Quick Links

Re: Locale + encoding combinations

From:	Dave Page <dpage(at)postgresql(dot)org>
To:	Trevor Talbot <quension(at)gmail(dot)com>
Cc:	Tom Lane <tgl(at)sss(dot)pgh(dot)pa(dot)us>, Peter Eisentraut <peter_e(at)gmx(dot)net>, pgsql-hackers(at)postgresql(dot)org
Subject:	Re: Locale + encoding combinations
Date:	2007-10-12 14:26:00
Message-ID:	470F83F8.5020503@postgresql.org
Views:	Raw Message \| Whole Thread \| Download mbox \| Resend email
Thread:
Lists:	pgsql-hackers

Trevor Talbot wrote:
> The encoding output is the one you specified.

OK.

> Keep in mind,
> underneath Windows is mostly working with Unicode, so all characters
> exist and the locale rules specify their behavior there. The encoding
> is just the byte stream it needs to force them all into after doing
> whatever it does to them.

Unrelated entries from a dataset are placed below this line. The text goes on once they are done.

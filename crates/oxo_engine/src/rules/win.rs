//! Win detection logic for tic-tac-toe.

use crate::{Board, Cell, Side, WIN_LINES};

/// Finds the first completed line in table order.
///
/// Returns the winning side and the line's position in [`WIN_LINES`].
pub fn check_winner(board: &Board) -> Option<(Side, usize)> {
    WIN_LINES.iter().enumerate().find_map(|(line, &[a, b, c])| {
        let cell = board[a];
        match cell {
            Cell::Taken(side) if cell == board[b] && cell == board[c] => Some((side, line)),
            _ => None,
        }
    })
}
//! Tests for minimax move selection against live sessions.

use oxo_engine::{
    choose_for, choose_move, choose_scored_move, Board, GameSession, ScoredMove, SearchLevel,
    Side, Snapshot, WIN_SCORE,
};

/// Plays a whole game with each side using its own search level.
fn self_play(x_level: SearchLevel, o_level: SearchLevel) -> GameSession {
    let mut game = GameSession::new();
    while !game.is_over() {
        let side = game.current_side();
        let level = if side == Side::X { x_level } else { o_level };
        let index = choose_for(&game, level, side).expect("Game in progress has a move");
        game.make_move(index).expect("Selector returns legal moves");
    }
    game
}

#[test]
fn test_exhaustive_empty_board_scores_a_draw() {
    // Every opening draws under perfect play, so the first candidate keeps the tie
    let chosen =
        choose_scored_move(Snapshot::from(Board::new()), SearchLevel::Exhaustive, Side::X)
            .unwrap();
    assert_eq!(chosen, ScoredMove::new(0, 0));
}

#[test]
fn test_shallow_empty_board_picks_center() {
    let game = GameSession::new();
    assert_eq!(choose_for(&game, SearchLevel::Shallow, Side::X), Some(4));
}

#[test]
fn test_completes_top_row() {
    let board: Board = "XX..O....".parse().unwrap();
    let chosen =
        choose_scored_move(Snapshot::new(board, Side::X), SearchLevel::Exhaustive, Side::X)
            .unwrap();
    assert_eq!(chosen.index, 2);
    assert_eq!(chosen.score, WIN_SCORE);
}

#[test]
fn test_shallow_also_takes_immediate_win() {
    let board: Board = "XX..O....".parse().unwrap();
    assert_eq!(
        choose_move(Snapshot::new(board, Side::X), SearchLevel::Shallow, Side::X),
        Some(2)
    );
}

#[test]
fn test_prefers_faster_win() {
    // X can win now at 2, or set up a fork; the immediate win scores highest
    let board: Board = "XX.OO....".parse().unwrap();
    let chosen =
        choose_scored_move(Snapshot::new(board, Side::X), SearchLevel::Exhaustive, Side::X)
            .unwrap();
    assert_eq!(chosen, ScoredMove::new(2, WIN_SCORE));
}

#[test]
fn test_no_move_for_finished_session() {
    let mut game = GameSession::new();
    for index in [0, 3, 1, 4, 2] {
        game.make_move(index).unwrap();
    }
    assert_eq!(choose_for(&game, SearchLevel::Exhaustive, Side::O), None);
}

#[test]
fn test_search_does_not_touch_session() {
    let mut game = GameSession::new();
    game.make_move(4).unwrap();
    let before = game.clone();
    let _ = choose_for(&game, SearchLevel::Exhaustive, Side::O);
    assert_eq!(game, before);
}

#[test]
fn test_exhaustive_self_play_draws() {
    let game = self_play(SearchLevel::Exhaustive, SearchLevel::Exhaustive);
    assert!(game.is_over());
    assert_eq!(game.winner(), None);
    assert_eq!(game.move_count(), 9);
}

#[test]
fn test_exhaustive_never_loses_to_shallow() {
    let game = self_play(SearchLevel::Shallow, SearchLevel::Exhaustive);
    assert_ne!(game.winner(), Some(Side::X));

    let game = self_play(SearchLevel::Exhaustive, SearchLevel::Shallow);
    assert_ne!(game.winner(), Some(Side::O));
}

As you've seen, it uses some sort of
> best-fit mapping I don't know the details of. (It will drop accent
> marks and choose characters with similar shape where possible, by
> default.)

Right, that makes sense. The codepages used by setlocale etc. are just
translation tables to/from the internal unicode representation.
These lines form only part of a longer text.